Westward Ho! is a 1940 British short public information film directed by Thorold Dickinson about the evacuation of children during the Second World War. At the time, evacuation was a controversial policy, and the film was produced with the aim of building support for it.

Westward Ho! was the first of a series of five-minute propaganda films distributed weekly to cinemas between 1940 and 1942.

==Synopsis==
A group of schoolchildren from London are preparing for evacuation. After a medical examination, they meet at a railway station, uncertain of their destination. The train arrives and their journey to the countryside begins. Many of them have never seen the countryside before, and enjoy looking out of the carriage windows during the trip.

Eventually, the children arrive at their destination, the Devon town of Torquay.

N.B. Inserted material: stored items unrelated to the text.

//! Vertical compaction.
//!
//! Items are visited in layout order (row, then column, then input
//! position). Each one floats up toward row 0 until it would touch an
//! already placed item, then sinks one row at a time while it still
//! overlaps one. The output never has two overlapping items unless the grid
//! runs out of rows.

use crate::coords::{GridBounds, GridRect};
use crate::layout::GridItem;

/// Compacts `items` in place toward row 0.
///
/// Items are visited by (row, column, input index). Block `ordering` plays no
/// part here; callers that want ordering to win must place items first.
pub fn compact_vertical(items: &mut [GridItem], bounds: GridBounds) {
    let mut order: Vec<usize> = (0..items.len()).collect();
    order.sort_by_key(|&i| (items[i].y, items[i].x, i));

    let mut placed: Vec<GridRect> = Vec::with_capacity(items.len());
    for i in order {
        let mut rect = items[i].rect();

        while rect.y > 0 && !collides(&placed, &GridRect { y: rect.y - 1, ..rect }) {
            rect.y -= 1;
        }

        while collides(&placed, &rect) && rect.bottom() < bounds.rows {
            rect.y += 1;
        }

        items[i].set_rect(rect);
        placed.push(rect);
    }
}

fn collides(placed: &[GridRect], rect: &GridRect) -> bool {
    placed.iter().any(|other| other.overlaps(rect))
}

/// True when no two items share a cell
pub fn is_overlap_free(items: &[GridItem]) -> bool {
    items.iter().enumerate().all(|(i, a)| {
        items[i + 1..]
            .iter()
            .all(|b| !a.rect().overlaps(&b.rect()))
    })
}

After registration at a local school building, the children are handed over to the families who will be looking after them for the near future.

The following day, the children write to their parents to inform them of their new addresses and begin settling into their new school classes. They also start to adjust to other aspects of life in Torquay, including working in the fields and playing on the beach.

The film ends with a plea from mothers of other northern European countries, including Belgium and France. They urge British families to evacuate their children, wishing that they had had the same opportunity.

==Production==
The production of Westward Ho! marked the beginning of a new Ministry of Information programme of five-minute propaganda films. According to Sir Kenneth Clark, Controller of Home Publicity for the Ministry of Information, the aim was "to help people to remember government messages by putting them in dramatic form". These films were distributed free to cinemas once a week between 1940 and 1942, when the programme stopped.

The project was initially placed under the leadership of Dallas Bower, who invited feature film director Thorold Dickinson to help create the inaugural production. The idea for the first film's subject came from a letter written to a newspaper from a mother who objected to evacuation. Westward Ho! was thus conceived as a way of showing the importance of evacuation, encouraging support for the policy and reassuring parents about the procedures that were in place. Production of the film was finished quickly, with the film receiving its premiere at the Dominion, on Tottenham Court Road, just two weeks after filming had begun. The total cost of the production was £450.

==Reception==
Kine Weekly wrote: "Propaganda short manufactured by the Ministry of Information, revealing the organisation behind the evacuation of children. It also counsels parents who have not already evacuated their families to do. Belgian, Norwegian and French women, verbally support the plan. Treatment, commentary and photography adequate. Obvious booking on patriotic grounds."